> Problem statement:
Everything from the first line of the entries below through the line holding "entry (32 bytes)." must be printed exactly as written.

> Input for this task:
______________________________
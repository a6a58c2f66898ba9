//! ELF32 header parsing.
//!
//! Parses the ELF32 file header and program headers as fixed-layout
//! [`Record`]s, so the byte layout is declared once for both reading and
//! writing.

use core::fmt;

use psx_binparse::{DecodeError, Reader, Record, Writer};

use crate::segment::SegmentFlags;

/// ELF magic bytes: `\x7fELF`.
pub const ELF_MAGIC: [u8; 4] = [0x7f, b'E', b'L', b'F'];

/// ELF class: 32-bit.
pub const ELFCLASS32: u8 = 1;

/// ELF data encoding: little-endian.
pub const ELFDATA2LSB: u8 = 1;

/// Current ELF version.
const EV_CURRENT: u8 = 1;

/// Size of an ELF32 file header (52 bytes).
pub const ELF32_EHDR_SIZE: usize = 52;

/// Size of an ELF32 program header entry (32 bytes).
pub const ELF32_PHDR_SIZE: usize = 32;

/// Errors that can occur when parsing an ELF file.
#[derive(Debug, Clone, Copy, PartialEq, Eq)]
pub enum ElfError {
    /// The file does not start with the ELF magic bytes.
    BadMagic,
    /// The input data is too short for the declared structure.
    Truncated,
    /// The ELF file is not 32-bit (`ELFCLASS32`).
    UnsupportedClass(u8),
    /// The ELF file is not little-endian.
    UnsupportedEncoding(u8),
    /// The declared header or program header sizes are not the ELF32 ones.
    UnsupportedLayout {
        /// Declared `e_ehsize`.
        header_size: u16,
        /// Declared `e_phentsize`.
        phdr_size: u16,
    },
    /// The ELF type is not `ET_EXEC`.
    UnsupportedType(ElfType),
    /// The ELF machine type is not `EM_MIPS`.
    UnsupportedMachine(Machine),
}

impl fmt::Display for ElfError {
    fn fmt(&self, f: &mut fmt::Formatter<'_>) -> fmt::Result {
        match self {
            Self::BadMagic => write!(f, "file is not a valid ELF (bad magic bytes)"),
            Self::Truncated => write!(f, "input data truncated"),
            Self::UnsupportedClass(class) => {
                write!(f, "ELF file must be 32-bit (EI_CLASS is {class})")
            }
            Self::UnsupportedEncoding(data) => {
                write!(f, "ELF file must be little-endian (EI_DATA is {data})")
            }
            Self::UnsupportedLayout {
                header_size,
                phdr_size,
            } => write!(
                f,
                "unsupported ELF format (header size {header_size}, program header size {phdr_size}; expected {ELF32_EHDR_SIZE} and {ELF32_PHDR_SIZE})"
            ),
            Self::UnsupportedType(ty) => write!(f, "ELF file must be an executable (type is {ty})"),
            Self::UnsupportedMachine(machine) => {
                write!(f, "ELF architecture must be MIPS (machine is {machine})")
            }
        }
    }
}

impl core::error::Error for ElfError {}

/// ELF object file type (`e_type`).
#[derive(Debug, Clone, Copy, PartialEq, Eq)]
pub enum ElfType {
    /// No file type.
    None,
    /// Relocatable object (`ET_REL`).
    Relocatable,
    /// Executable (`ET_EXEC`).
    Executable,
    /// Shared object (`ET_DYN`).
    Shared,
    /// Core dump (`ET_CORE`).
    Core,
    /// Any other value.
    Other(u16),
}

impl From<u16> for ElfType {
    fn from(raw: u16) -> Self {
        match raw {
            0 => Self::None,
            1 => Self::Relocatable,
            2 => Self::Executable,
            3 => Self::Shared,
            4 => Self::Core,
            other => Self::Other(other),
        }
    }
}

impl From<ElfType> for u16 {
    fn from(ty: ElfType) -> Self {
        match ty {
            ElfType::None => 0,
            ElfType::Relocatable => 1,
            ElfType::Executable => 2,
            ElfType::Shared => 3,
            ElfType::Core => 4,
            ElfType::Other(other) => other,
        }
    }
}

impl fmt::Display for ElfType {
    fn fmt(&self, f: &mut fmt::Formatter<'_>) -> fmt::Result {
        match self {
            Self::None => write!(f, "ET_NONE"),
            Self::Relocatable => write!(f, "ET_REL"),
            Self::Executable => write!(f, "ET_EXEC"),
            Self::Shared => write!(f, "ET_DYN"),
            Self::Core => write!(f, "ET_CORE"),
            Self::Other(raw) => write!(f, "{raw:#06x}"),
        }
    }
}

/// Target architecture (`e_machine`).
#[derive(Debug, Clone, Copy, PartialEq, Eq)]
pub enum Machine {
    /// MIPS (`EM_MIPS`), the only architecture a PS1 can run.
    Mips,
    /// Any other value.
    Other(u16),
}

/// ELF machine: MIPS.
const EM_MIPS: u16 = 8;

impl From<u16> for Machine {
    fn from(raw: u16) -> Self {
        match raw {
            EM_MIPS => Self::Mips,
            other => Self::Other(other),
        }
    }
}

impl From<Machine> for u16 {
    fn from(machine: Machine) -> Self {
        match machine {
            Machine::Mips => EM_MIPS,
            Machine::Other(other) => other,
        }
    }
}

impl fmt::Display for Machine {
    fn fmt(&self, f: &mut fmt::Formatter<'_>) -> fmt::Result {
        match self {
            Self::Mips => write!(f, "EM_MIPS"),
            Self::Other(raw) => write!(f, "{raw}"),
        }
    }
}

/// Parsed ELF32 file header.
#[derive(Debug, Clone, Copy, PartialEq, Eq)]
pub struct Elf32Header {
    /// `EI_CLASS`: word size.
    pub class: u8,
    /// `EI_DATA`: byte order.
    pub encoding: u8,
    /// `EI_VERSION`.
    pub ident_version: u8,
    /// `EI_OSABI`.
    pub os_abi: u8,
    /// Object file type.
    pub e_type: ElfType,
    /// Target machine architecture.
    pub e_machine: Machine,
    /// Object file version.
    pub e_version: u32,
    /// Virtual address of the entry point.
    pub e_entry: u32,
    /// Offset of the program header table in the file.
    pub e_phoff: u32,
    /// Offset of the section header table in the file.
    pub e_shoff: u32,
    /// Processor-specific flags.
    pub e_flags: u32,
    /// Size of this header.
    pub e_ehsize: u16,
    /// Size of each program header entry.
    pub e_phentsize: u16,
    /// Number of program header entries.
    pub e_phnum: u16,
    /// Size of each section header entry.
    pub e_shentsize: u16,
    /// Number of section header entries.
    pub e_shnum: u16,
    /// Section header string table index.
    pub e_shstrndx: u16,
}

impl Record for Elf32Header {
    const SIZE: usize = ELF32_EHDR_SIZE;

    /// Decodes the header fields. The magic bytes are skipped here; they are
    /// checked by [`Elf32Header::parse`] before anything else is read.
    fn decode(r: &mut Reader<'_>) -> Result<Self, DecodeError> {
        r.skip(ELF_MAGIC.len())?;
        let class = r.u8()?;
        let encoding = r.u8()?;
        let ident_version = r.u8()?;
        let os_abi = r.u8()?;
        r.skip(8)?;
        Ok(Self {
            class,
            encoding,
            ident_version,
            os_abi,
            e_type: r.u16_le()?.into(),
            e_machine: r.u16_le()?.into(),
            e_version: r.u32_le()?,
            e_entry: r.u32_le()?,
            e_phoff: r.u32_le()?,
            e_shoff: r.u32_le()?,
            e_flags: r.u32_le()?,
            e_ehsize: r.u16_le()?,
            e_phentsize: r.u16_le()?,
            e_phnum: r.u16_le()?,
            e_shentsize: r.u16_le()?,
            e_shnum: r.u16_le()?,
            e_shstrndx: r.u16_le()?,
        })
    }

    fn encode(&self, w: &mut Writer) {
        w.bytes(&ELF_MAGIC);
        w.u8(self.class);
        w.u8(self.encoding);
        w.u8(self.ident_version);
        w.u8(self.os_abi);
        w.zeros(8);
        w.u16_le(self.e_type.into());
        w.u16_le(self.e_machine.into());
        w.u32_le(self.e_version);
        w.u32_le(self.e_entry);
        w.u32_le(self.e_phoff);
        w.u32_le(self.e_shoff);
        w.u32_le(self.e_flags);
        w.u16_le(self.e_ehsize);
        w.u16_le(self.e_phentsize);
        w.u16_le(self.e_phnum);
        w.u16_le(self.e_shentsize);
        w.u16_le(self.e_shnum);
        w.u16_le(self.e_shstrndx);
    }
}

impl Elf32Header {
    /// Returns the header of a MIPS little-endian executable with the
    /// program header table placed right after the file header.
    #[must_use]
    #[expect(clippy::cast_possible_truncation, reason = "ELF32 record sizes fit in u16")]
    pub fn mips_executable(entry: u32, phnum: u16) -> Self {
        Self {
            class: ELFCLASS32,
            encoding: ELFDATA2LSB,
            ident_version: EV_CURRENT,
            os_abi: 0,
            e_type: ElfType::Executable,
            e_machine: Machine::Mips,
            e_version: u32::from(EV_CURRENT),
            e_entry: entry,
            e_phoff: ELF32_EHDR_SIZE as u32,
            e_shoff: 0,
            e_flags: 0,
            e_ehsize: ELF32_EHDR_SIZE as u16,
            e_phentsize: ELF32_PHDR_SIZE as u16,
            e_phnum: phnum,
            e_shentsize: 0,
            e_shnum: 0,
            e_shstrndx: 0,
        }
    }

    /// Parse an ELF32 file header from raw bytes.
    ///
    /// Validates, in order: the magic, that a whole header is present, the
    /// class and data encoding, the declared header record sizes, and that
    /// a non-empty program header table lies within `data`. The file type and
    /// machine are not checked here; see [`crate::ElfFile::ensure_mips_executable`].
    ///
    /// # Errors
    ///
    /// Returns [`ElfError`] if validation fails or the data is too short.
    pub fn parse(data: &[u8]) -> Result<Self, ElfError> {
        if data.get(..ELF_MAGIC.len()) != Some(&ELF_MAGIC[..]) {
            return Err(ElfError::BadMagic);
        }

        let header: Self = psx_binparse::decode(data, 0).map_err(|_| ElfError::Truncated)?;

        if header.class != ELFCLASS32 {
            return Err(ElfError::UnsupportedClass(header.class));
        }
        if header.encoding != ELFDATA2LSB {
            return Err(ElfError::UnsupportedEncoding(header.encoding));
        }

        if usize::from(header.e_ehsize) != ELF32_EHDR_SIZE
            || usize::from(header.e_phentsize) != ELF32_PHDR_SIZE
        {
            return Err(ElfError::UnsupportedLayout {
                header_size: header.e_ehsize,
                phdr_size: header.e_phentsize,
            });
        }

        // Validate program header table bounds; an empty table has none
        let ph_end = u64::from(header.e_phoff)
            + u64::from(header.e_phnum) * ELF32_PHDR_SIZE as u64;
        if header.e_phnum > 0 && ph_end > data.len() as u64 {
            return Err(ElfError::Truncated);
        }

        Ok(header)
    }
}

/// Program header type (`p_type`).
#[derive(Debug, Clone, Copy, PartialEq, Eq)]
pub enum SegmentType {
    /// Unused entry (`PT_NULL`).
    Null,
    /// Loadable segment (`PT_LOAD`).
    Load,
    /// Dynamic linking information (`PT_DYNAMIC`).
    Dynamic,
    /// Interpreter path (`PT_INTERP`).
    Interpreter,
    /// Auxiliary information (`PT_NOTE`).
    Note,
    /// Any other value, including processor-specific ones such as
    /// `PT_MIPS_REGINFO` and `PT_MIPS_ABIFLAGS`.
    Other(u32),
}

impl From<u32> for SegmentType {
    fn from(raw: u32) -> Self {
        match raw {
            0 => Self::Null,
            1 => Self::Load,
            2 => Self::Dynamic,
            3 => Self::Interpreter,
            4 => Self::Note,
            other => Self::Other(other),
        }
    }
}

impl From<SegmentType> for u32 {
    fn from(ty: SegmentType) -> Self {
        match ty {
            SegmentType::Null => 0,
            SegmentType::Load => 1,
            SegmentType::Dynamic => 2,
            SegmentType::Interpreter => 3,
            SegmentType::Note => 4,
            SegmentType::Other(other) => other,
        }
    }
}

/// Parsed ELF32 program header entry.
#[derive(Debug, Clone, Copy, PartialEq, Eq)]
pub struct Elf32ProgramHeader {
    /// Segment type.
    pub p_type: SegmentType,
    /// Offset of the segment data in the file.
    pub p_offset: u32,
    /// Virtual address of the segment.
    pub p_vaddr: u32,
    /// Physical address of the segment (unused by the PS1 loader).
    pub p_paddr: u32,
    /// Size of the segment data in the file.
    pub p_filesz: u32,
    /// Size of the segment in memory.
    pub p_memsz: u32,
    /// Segment permission flags.
    pub p_flags: SegmentFlags,
    /// Required alignment.
    pub p_align: u32,
}

impl Record for Elf32ProgramHeader {
    const SIZE: usize = ELF32_PHDR_SIZE;

    fn decode(r: &mut Reader<'_>) -> Result<Self, DecodeError> {
        Ok(Self {
            p_type: r.u32_le()?.into(),
            p_offset: r.u32_le()?,
            p_vaddr: r.u32_le()?,
            p_paddr: r.u32_le()?,
            p_filesz: r.u32_le()?,
            p_memsz: r.u32_le()?,
            p_flags: SegmentFlags::from_bits_retain(r.u32_le()?),
            p_align: r.u32_le()?,
        })
    }

    fn encode(&self, w: &mut Writer) {
        w.u32_le(self.p_type.into());
        w.u32_le(self.p_offset);
        w.u32_le(self.p_vaddr);
        w.u32_le(self.p_paddr);
        w.u32_le(self.p_filesz);
        w.u32_le(self.p_memsz);
        w.u32_le(self.p_flags.bits());
        w.u32_le(self.p_align);
    }
}

impl Elf32ProgramHeader {
    /// Returns a `PT_LOAD` entry mapping `filesz` bytes at file offset
    /// `offset` to `vaddr`, occupying `memsz` bytes in memory.
    #[must_use]
    pub fn load(offset: u32, vaddr: u32, filesz: u32, memsz: u32, flags: SegmentFlags) -> Self {
        Self {
            p_type: SegmentType::Load,
            p_offset: offset,
            p_vaddr: vaddr,
            p_paddr: vaddr,
            p_filesz: filesz,
            p_memsz: memsz,
            p_flags: flags,
            p_align: 4,
        }
    }
}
______________________________
> Output below:
repository a6a58c2f66898ba9
//! ELF32 header parsing.
//!
//! Parses the ELF32 file header and program headers as fixed-layout
//! [`Record`]s, so the byte layout is declared once for both reading and
//! writing.

use core::fmt;

use psx_binparse::{DecodeError, Reader, Record, Writer};

use crate::segment::SegmentFlags;

/// ELF magic bytes: `\x7fELF`.
pub const ELF_MAGIC: [u8; 4] = [0x7f, b'E', b'L', b'F'];

/// ELF class: 32-bit.
pub const ELFCLASS32: u8 = 1;

/// ELF data encoding: little-endian.
pub const ELFDATA2LSB: u8 = 1;

/// Current ELF version.
const EV_CURRENT: u8 = 1;

/// Size of an ELF32 file header (52 bytes).
pub const ELF32_EHDR_SIZE: usize = 52;

/// Size of an ELF32 program header entry (32 bytes).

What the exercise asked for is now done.